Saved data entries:
• • • • • • •

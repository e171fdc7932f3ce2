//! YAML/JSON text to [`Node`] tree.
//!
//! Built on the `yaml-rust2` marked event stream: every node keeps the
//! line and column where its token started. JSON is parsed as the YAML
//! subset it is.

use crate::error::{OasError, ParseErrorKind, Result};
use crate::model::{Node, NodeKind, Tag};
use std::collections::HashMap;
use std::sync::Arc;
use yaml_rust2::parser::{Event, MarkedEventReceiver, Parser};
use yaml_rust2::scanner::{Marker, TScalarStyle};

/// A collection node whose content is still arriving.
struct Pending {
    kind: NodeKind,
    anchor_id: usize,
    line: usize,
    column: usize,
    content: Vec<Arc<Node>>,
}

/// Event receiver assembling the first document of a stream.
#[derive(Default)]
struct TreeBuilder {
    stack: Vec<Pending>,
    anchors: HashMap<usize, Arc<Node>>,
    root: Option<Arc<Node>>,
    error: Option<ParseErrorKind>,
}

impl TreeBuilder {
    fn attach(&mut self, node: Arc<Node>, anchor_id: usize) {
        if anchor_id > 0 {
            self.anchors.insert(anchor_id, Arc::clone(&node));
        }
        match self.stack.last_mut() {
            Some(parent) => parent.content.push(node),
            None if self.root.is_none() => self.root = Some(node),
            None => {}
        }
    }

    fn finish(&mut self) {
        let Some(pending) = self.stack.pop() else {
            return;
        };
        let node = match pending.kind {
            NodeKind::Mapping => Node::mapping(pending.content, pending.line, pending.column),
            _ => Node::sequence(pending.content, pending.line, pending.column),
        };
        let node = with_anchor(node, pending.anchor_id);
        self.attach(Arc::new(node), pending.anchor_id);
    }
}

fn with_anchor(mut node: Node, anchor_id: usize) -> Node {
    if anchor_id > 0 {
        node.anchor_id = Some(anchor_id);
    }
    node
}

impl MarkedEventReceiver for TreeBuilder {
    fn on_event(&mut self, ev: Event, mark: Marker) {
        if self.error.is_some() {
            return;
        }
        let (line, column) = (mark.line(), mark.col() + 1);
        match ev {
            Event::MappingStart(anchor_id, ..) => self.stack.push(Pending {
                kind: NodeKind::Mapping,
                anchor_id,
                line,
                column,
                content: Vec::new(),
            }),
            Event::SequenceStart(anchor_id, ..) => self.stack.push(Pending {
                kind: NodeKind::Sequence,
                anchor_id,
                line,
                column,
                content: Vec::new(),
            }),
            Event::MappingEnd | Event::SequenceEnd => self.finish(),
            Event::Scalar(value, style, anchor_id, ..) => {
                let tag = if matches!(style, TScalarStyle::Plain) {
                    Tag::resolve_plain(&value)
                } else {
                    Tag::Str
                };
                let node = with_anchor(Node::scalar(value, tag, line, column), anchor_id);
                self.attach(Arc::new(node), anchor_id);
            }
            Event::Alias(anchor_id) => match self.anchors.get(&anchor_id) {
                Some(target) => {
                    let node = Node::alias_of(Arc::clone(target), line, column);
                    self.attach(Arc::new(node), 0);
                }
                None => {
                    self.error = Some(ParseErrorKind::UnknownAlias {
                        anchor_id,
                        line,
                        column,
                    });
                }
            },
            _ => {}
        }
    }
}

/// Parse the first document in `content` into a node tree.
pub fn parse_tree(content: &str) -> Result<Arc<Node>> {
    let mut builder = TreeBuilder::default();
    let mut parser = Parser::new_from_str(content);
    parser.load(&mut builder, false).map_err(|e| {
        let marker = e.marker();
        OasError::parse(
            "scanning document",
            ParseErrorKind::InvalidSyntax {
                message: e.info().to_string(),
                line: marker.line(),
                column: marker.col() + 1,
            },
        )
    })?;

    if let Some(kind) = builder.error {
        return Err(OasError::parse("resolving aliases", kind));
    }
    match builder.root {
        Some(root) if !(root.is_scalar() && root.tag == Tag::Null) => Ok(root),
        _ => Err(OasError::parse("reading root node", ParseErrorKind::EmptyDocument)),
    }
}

• • • • • • •

▸ PROBLEM
Print the records verbatim, stopping after the "let (line, column)" line.

▸ ANSWER SECTION
repository e171fdc7932f3ce2
//! YAML/JSON text to [`Node`] tree.
//!
//! Built on the `yaml-rust2` marked event stream: every node keeps the
//! line and column where its token started. JSON is parsed as the YAML
//! subset it is.

use crate::error::{OasError, ParseErrorKind, Result};
use crate::model::{Node, NodeKind, Tag};
use std::collections::HashMap;
use std::sync::Arc;
use yaml_rust2::parser::{Event, MarkedEventReceiver, Parser};
use yaml_rust2::scanner::{Marker, TScalarStyle};

/// A collection node whose content is still arriving.
struct Pending {
    kind: NodeKind,
    anchor_id: usize,
    line: usize,
    column: usize,
    content: Vec<Arc<Node>>,
}

/// Event receiver assembling the first document of a stream.
#[derive(Default)]
struct TreeBuilder {
    stack: Vec<Pending>,
    anchors: HashMap<usize, Arc<Node>>,
    root: Option<Arc<Node>>,
    error: Option<ParseErrorKind>,
}

impl TreeBuilder {
    fn attach(&mut self, node: Arc<Node>, anchor_id: usize) {
        if anchor_id > 0 {
            self.anchors.insert(anchor_id, Arc::clone(&node));
        }
        match self.stack.last_mut() {
            Some(parent) => parent.content.push(node),
            None if self.root.is_none() => self.root = Some(node),
            None => {}
        }
    }

    fn finish(&mut self) {
        let Some(pending) = self.stack.pop() else {
            return;
        };
        let node = match pending.kind {
            NodeKind::Mapping => Node::mapping(pending.content, pending.line, pending.column),
            _ => Node::sequence(pending.content, pending.line, pending.column),
        };
        let node = with_anchor(node, pending.anchor_id);
        self.attach(Arc::new(node), pending.anchor_id);
    }
}

fn with_anchor(mut node: Node, anchor_id: usize) -> Node {
    if anchor_id > 0 {
        node.anchor_id = Some(anchor_id);
    }
    node
}

impl MarkedEventReceiver for TreeBuilder {
    fn on_event(&mut self, ev: Event, mark: Marker) {
        if self.error.is_some() {
            return;
        }
        let (line, column) = (mark.line(), mark.col() + 1);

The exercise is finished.